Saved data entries
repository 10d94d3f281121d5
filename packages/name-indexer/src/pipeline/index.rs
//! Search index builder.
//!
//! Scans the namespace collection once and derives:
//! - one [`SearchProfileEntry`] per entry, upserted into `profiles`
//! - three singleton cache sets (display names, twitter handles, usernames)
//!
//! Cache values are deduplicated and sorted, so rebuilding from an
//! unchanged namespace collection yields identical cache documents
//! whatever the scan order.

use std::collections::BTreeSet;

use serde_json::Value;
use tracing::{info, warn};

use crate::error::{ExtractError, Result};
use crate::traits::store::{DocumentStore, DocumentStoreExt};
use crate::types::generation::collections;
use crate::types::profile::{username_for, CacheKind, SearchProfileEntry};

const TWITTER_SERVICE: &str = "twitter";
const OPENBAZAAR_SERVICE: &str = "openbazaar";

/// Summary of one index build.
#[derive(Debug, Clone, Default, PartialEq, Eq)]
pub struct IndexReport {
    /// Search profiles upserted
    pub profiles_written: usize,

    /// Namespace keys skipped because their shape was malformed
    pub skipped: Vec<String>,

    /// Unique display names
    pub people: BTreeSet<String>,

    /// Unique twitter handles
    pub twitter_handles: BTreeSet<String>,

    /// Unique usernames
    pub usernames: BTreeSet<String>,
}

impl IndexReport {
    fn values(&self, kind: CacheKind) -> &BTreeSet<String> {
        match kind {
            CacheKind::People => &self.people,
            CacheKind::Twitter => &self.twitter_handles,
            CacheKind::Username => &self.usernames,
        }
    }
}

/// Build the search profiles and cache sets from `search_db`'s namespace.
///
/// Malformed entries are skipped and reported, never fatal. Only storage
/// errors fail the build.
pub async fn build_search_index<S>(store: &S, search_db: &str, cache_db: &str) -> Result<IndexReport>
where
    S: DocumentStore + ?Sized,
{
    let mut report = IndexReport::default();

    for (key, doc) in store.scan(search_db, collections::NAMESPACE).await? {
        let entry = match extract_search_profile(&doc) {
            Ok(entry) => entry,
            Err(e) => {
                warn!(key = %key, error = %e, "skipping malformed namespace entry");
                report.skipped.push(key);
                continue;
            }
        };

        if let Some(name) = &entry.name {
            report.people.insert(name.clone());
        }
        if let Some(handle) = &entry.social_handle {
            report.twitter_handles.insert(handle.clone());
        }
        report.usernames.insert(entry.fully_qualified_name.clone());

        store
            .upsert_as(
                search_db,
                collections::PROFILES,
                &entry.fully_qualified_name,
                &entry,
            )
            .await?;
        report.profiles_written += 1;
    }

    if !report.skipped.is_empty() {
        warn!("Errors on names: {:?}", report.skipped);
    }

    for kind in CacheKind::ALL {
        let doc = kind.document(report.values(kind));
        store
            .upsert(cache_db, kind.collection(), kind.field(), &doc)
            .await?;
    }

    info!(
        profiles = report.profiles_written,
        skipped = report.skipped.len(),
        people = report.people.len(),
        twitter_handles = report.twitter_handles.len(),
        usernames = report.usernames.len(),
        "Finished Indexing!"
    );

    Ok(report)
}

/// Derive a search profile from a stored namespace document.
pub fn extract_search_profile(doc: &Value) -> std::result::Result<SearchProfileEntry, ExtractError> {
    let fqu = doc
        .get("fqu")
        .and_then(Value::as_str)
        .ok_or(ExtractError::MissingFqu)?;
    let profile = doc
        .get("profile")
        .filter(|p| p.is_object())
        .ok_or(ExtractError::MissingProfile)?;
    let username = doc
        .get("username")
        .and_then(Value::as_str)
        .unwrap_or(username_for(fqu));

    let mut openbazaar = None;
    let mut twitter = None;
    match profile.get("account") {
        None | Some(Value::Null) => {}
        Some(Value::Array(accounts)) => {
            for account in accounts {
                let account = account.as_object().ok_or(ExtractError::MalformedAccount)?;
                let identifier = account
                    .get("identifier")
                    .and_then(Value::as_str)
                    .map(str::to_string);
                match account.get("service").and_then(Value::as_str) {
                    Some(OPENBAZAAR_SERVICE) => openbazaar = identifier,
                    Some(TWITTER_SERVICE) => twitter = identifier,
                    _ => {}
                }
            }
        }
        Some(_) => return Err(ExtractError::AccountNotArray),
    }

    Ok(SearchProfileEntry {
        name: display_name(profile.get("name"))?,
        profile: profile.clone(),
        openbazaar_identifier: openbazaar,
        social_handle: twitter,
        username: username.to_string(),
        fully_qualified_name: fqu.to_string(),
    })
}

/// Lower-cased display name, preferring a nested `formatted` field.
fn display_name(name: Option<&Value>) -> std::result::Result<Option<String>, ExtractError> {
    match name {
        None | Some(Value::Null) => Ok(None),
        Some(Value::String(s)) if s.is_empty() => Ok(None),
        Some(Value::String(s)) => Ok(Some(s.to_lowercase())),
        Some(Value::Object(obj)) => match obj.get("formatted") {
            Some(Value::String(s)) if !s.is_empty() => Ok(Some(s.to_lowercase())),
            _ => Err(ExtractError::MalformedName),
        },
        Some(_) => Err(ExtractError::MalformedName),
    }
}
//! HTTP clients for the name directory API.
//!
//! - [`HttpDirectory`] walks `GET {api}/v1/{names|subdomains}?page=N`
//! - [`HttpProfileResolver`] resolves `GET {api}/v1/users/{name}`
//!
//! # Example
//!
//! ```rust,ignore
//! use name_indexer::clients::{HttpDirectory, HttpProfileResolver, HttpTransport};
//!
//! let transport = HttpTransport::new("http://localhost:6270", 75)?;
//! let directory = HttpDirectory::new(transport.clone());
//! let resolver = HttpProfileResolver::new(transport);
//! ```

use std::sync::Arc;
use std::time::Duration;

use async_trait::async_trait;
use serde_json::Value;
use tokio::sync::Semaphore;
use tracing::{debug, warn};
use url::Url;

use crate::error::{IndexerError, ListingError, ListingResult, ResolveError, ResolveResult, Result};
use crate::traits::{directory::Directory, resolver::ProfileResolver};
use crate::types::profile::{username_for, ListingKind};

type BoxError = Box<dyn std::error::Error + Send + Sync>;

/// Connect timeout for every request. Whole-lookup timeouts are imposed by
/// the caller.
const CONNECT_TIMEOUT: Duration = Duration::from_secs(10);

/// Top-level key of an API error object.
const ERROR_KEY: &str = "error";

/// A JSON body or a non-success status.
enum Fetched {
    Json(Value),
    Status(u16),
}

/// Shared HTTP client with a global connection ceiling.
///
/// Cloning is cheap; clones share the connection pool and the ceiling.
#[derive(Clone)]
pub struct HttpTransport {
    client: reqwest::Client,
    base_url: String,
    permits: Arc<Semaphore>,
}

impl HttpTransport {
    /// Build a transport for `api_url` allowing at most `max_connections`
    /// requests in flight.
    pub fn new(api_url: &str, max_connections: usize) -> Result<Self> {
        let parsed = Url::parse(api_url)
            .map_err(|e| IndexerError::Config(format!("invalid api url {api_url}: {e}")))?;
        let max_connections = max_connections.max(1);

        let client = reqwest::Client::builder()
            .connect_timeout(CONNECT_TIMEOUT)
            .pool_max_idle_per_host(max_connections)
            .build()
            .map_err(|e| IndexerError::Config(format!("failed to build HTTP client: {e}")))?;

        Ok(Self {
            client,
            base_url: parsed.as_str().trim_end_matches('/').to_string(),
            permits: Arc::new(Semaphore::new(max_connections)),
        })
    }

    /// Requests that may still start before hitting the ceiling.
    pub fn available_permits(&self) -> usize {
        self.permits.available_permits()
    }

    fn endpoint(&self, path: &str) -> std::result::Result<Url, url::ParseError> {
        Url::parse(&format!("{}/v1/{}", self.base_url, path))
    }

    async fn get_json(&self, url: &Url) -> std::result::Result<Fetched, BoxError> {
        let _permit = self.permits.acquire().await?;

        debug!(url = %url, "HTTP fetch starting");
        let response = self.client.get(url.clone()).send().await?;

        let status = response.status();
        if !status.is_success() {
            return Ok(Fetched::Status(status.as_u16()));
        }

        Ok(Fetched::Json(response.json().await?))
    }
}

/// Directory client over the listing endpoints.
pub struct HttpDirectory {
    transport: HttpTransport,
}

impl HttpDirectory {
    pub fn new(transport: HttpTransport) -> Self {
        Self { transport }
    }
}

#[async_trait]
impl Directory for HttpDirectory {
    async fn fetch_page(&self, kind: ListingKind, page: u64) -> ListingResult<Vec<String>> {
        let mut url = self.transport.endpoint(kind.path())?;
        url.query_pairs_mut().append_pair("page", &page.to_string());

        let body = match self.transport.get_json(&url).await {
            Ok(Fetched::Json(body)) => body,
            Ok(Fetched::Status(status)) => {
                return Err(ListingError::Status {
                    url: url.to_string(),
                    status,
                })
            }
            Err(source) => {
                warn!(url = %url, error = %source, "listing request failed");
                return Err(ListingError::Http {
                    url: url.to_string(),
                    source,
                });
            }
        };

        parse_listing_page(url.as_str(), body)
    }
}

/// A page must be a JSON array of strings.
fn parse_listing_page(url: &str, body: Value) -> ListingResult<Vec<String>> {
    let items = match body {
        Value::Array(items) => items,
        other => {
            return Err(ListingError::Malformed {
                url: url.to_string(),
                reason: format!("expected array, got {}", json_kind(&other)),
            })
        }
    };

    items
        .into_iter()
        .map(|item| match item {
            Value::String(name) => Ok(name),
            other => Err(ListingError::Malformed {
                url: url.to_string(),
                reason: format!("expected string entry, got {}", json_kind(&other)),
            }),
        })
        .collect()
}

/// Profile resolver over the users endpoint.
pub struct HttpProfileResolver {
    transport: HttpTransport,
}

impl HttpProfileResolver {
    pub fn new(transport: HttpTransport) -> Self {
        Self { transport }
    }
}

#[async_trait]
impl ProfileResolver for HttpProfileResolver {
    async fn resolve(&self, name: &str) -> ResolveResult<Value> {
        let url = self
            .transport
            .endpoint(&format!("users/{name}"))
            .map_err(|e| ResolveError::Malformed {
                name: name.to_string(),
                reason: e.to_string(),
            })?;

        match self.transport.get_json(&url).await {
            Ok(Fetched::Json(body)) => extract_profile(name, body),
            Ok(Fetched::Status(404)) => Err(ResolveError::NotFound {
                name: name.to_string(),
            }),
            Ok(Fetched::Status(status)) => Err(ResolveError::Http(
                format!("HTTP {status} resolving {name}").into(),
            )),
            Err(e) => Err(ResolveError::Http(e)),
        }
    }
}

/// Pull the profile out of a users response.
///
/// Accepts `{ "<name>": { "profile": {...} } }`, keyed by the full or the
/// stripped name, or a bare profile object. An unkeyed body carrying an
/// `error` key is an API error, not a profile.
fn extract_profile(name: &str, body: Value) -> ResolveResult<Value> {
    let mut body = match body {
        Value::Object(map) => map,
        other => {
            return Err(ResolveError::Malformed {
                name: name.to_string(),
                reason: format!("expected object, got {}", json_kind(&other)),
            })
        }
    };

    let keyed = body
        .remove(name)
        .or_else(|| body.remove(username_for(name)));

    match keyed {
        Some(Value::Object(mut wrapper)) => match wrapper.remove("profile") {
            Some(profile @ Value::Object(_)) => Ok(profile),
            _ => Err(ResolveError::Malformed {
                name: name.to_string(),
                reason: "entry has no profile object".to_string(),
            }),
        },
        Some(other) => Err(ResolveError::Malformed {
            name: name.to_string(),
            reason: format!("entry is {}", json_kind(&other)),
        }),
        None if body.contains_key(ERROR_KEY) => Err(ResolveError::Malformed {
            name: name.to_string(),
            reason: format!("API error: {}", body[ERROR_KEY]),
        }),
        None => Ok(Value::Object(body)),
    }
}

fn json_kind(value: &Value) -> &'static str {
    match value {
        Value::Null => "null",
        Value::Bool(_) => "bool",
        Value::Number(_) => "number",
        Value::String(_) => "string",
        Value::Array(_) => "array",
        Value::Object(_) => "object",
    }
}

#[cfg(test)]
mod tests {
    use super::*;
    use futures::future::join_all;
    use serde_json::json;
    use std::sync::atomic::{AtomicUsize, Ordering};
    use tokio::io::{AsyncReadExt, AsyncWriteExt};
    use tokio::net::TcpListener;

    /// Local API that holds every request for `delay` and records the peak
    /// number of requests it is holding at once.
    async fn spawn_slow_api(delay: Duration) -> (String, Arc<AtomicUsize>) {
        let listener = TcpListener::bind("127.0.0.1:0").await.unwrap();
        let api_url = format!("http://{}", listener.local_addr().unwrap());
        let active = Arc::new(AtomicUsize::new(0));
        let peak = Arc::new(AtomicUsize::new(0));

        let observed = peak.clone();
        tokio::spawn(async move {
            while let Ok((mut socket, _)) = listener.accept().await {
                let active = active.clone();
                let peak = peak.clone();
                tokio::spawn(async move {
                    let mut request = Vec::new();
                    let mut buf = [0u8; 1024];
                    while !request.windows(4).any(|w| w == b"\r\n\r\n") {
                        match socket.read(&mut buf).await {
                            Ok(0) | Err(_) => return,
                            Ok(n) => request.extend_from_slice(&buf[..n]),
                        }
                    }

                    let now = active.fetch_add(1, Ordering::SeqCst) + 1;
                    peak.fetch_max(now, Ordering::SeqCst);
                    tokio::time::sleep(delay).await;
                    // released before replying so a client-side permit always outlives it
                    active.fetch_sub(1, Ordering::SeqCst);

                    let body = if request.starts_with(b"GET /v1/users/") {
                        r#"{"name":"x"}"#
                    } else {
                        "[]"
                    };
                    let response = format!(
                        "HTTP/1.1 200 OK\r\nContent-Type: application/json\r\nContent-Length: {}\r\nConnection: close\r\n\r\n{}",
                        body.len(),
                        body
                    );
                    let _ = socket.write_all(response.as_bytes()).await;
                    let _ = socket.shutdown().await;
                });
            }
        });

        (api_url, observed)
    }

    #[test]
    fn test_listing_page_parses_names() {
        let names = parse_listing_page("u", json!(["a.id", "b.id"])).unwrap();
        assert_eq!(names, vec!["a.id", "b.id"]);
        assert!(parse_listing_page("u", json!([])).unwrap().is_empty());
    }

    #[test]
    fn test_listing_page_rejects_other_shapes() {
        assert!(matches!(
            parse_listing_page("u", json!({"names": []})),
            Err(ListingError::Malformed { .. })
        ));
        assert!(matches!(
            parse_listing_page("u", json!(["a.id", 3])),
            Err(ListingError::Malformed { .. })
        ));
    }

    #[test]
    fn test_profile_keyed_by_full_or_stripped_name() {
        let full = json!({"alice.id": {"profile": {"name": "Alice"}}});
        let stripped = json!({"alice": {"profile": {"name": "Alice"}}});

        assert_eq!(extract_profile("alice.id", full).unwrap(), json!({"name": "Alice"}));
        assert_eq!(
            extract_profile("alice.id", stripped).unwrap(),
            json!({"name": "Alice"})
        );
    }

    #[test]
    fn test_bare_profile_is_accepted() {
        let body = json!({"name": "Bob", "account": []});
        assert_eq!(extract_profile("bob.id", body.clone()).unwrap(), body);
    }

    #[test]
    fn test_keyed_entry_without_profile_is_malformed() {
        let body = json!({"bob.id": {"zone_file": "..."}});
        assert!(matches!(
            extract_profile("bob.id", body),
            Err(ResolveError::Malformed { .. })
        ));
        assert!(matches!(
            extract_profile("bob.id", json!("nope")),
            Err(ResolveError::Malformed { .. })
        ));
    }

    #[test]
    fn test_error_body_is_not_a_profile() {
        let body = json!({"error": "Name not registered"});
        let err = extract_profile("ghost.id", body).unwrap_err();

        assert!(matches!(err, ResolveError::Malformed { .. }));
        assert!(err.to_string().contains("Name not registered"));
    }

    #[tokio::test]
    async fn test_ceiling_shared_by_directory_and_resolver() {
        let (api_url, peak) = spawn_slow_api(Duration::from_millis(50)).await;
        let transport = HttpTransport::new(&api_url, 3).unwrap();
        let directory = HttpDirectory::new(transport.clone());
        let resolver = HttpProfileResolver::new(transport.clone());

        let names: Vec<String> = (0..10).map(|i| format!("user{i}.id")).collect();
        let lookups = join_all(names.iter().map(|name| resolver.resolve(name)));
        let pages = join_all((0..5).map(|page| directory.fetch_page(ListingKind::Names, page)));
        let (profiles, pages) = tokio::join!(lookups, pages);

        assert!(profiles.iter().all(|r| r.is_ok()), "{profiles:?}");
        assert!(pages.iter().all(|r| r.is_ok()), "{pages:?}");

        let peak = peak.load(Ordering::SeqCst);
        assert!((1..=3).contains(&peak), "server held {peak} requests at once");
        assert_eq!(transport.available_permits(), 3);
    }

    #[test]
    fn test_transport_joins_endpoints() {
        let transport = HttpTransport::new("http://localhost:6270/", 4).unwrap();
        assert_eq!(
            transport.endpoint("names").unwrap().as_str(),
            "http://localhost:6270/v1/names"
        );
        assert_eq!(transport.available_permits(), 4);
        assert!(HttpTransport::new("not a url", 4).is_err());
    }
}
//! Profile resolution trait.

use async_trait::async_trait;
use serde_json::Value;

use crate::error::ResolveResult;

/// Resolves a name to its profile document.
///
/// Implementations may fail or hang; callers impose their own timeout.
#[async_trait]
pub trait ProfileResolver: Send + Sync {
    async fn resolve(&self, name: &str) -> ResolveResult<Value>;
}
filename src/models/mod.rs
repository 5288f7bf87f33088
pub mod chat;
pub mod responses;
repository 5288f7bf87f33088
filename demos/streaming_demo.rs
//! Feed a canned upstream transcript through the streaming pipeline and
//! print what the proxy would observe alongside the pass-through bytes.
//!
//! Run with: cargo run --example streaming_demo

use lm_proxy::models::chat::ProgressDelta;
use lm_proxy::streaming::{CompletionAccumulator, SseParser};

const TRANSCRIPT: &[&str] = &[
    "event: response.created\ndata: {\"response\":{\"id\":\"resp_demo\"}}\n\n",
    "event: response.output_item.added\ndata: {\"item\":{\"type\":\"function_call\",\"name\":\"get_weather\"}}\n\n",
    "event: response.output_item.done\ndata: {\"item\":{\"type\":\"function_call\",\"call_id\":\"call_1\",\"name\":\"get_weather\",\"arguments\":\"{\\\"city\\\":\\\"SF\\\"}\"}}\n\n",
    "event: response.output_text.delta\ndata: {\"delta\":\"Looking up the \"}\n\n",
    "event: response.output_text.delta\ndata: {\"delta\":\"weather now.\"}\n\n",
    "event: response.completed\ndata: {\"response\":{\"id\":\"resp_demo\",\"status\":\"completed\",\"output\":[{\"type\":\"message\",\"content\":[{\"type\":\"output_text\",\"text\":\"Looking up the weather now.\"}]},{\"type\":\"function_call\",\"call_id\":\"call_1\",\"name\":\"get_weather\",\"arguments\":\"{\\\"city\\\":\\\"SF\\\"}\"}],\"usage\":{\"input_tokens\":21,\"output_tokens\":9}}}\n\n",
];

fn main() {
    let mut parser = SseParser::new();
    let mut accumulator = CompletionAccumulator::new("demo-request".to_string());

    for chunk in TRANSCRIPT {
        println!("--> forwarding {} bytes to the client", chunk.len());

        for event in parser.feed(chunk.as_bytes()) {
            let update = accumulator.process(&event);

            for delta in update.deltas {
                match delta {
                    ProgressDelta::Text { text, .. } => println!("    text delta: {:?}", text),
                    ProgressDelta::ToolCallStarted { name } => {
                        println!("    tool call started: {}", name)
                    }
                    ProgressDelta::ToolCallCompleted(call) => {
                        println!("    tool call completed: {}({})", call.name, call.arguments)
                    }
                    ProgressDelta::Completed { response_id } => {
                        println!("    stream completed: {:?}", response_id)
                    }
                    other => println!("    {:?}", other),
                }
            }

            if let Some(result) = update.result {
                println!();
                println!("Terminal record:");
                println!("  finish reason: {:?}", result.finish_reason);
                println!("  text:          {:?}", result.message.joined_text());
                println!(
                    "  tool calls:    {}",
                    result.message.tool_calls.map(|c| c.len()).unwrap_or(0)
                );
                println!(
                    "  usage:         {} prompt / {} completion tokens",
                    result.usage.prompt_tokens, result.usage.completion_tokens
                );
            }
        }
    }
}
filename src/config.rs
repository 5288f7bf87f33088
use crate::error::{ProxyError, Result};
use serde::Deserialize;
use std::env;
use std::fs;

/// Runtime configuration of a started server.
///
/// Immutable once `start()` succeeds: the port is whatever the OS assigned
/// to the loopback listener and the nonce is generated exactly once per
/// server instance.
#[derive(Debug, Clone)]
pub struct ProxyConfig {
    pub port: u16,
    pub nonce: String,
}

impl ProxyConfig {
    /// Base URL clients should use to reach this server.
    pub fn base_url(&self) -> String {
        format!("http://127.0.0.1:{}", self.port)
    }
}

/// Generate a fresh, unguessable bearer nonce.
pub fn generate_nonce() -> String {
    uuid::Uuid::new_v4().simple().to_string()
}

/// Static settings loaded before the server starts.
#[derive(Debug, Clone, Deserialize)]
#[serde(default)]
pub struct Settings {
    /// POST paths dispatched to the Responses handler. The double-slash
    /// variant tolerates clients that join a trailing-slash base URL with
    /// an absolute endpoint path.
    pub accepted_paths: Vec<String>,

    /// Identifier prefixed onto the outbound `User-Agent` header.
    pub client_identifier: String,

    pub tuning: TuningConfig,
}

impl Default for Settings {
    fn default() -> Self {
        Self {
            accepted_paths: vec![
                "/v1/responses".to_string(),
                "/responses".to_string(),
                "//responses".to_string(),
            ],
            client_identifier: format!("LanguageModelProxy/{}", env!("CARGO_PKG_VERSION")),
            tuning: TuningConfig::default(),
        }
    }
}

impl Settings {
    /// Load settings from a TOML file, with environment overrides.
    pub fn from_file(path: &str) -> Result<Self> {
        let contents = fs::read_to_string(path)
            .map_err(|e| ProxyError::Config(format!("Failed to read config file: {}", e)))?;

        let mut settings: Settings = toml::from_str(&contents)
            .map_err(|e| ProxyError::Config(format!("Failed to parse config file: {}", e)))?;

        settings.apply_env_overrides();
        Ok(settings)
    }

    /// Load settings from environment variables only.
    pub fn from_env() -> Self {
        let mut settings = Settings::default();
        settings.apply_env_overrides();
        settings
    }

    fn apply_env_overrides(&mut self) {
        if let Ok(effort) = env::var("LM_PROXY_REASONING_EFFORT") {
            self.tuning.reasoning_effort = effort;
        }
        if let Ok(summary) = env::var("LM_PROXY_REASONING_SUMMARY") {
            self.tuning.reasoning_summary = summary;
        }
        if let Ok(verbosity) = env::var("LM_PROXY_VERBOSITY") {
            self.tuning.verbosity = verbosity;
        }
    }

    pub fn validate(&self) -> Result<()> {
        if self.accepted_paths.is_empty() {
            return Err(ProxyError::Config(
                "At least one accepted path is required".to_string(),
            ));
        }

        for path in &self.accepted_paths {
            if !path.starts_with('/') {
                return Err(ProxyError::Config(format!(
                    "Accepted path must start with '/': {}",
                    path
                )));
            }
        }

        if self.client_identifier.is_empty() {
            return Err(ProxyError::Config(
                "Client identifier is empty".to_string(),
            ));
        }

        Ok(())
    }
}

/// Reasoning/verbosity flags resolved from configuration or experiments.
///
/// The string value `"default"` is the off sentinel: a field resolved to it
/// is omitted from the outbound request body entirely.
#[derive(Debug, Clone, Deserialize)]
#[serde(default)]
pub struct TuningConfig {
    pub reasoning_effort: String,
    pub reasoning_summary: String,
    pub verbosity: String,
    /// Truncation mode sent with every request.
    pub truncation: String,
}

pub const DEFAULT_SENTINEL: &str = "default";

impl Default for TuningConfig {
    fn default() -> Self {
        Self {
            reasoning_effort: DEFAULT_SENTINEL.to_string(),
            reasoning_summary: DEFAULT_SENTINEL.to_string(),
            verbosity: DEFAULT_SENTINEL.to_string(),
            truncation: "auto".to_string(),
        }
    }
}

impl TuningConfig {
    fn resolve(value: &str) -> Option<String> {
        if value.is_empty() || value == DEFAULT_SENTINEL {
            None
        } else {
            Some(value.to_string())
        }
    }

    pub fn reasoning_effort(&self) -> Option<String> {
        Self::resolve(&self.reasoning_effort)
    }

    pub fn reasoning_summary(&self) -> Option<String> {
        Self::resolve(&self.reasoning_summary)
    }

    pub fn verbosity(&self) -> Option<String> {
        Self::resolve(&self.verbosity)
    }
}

#### WHAT TO PRODUCE
Wherever the word "types" occurs in the data, copy that whole line.

#### WRITTEN ANSWER
use crate::types::generation::collections;
use crate::types::profile::{username_for, CacheKind, SearchProfileEntry};
use crate::types::profile::{username_for, ListingKind};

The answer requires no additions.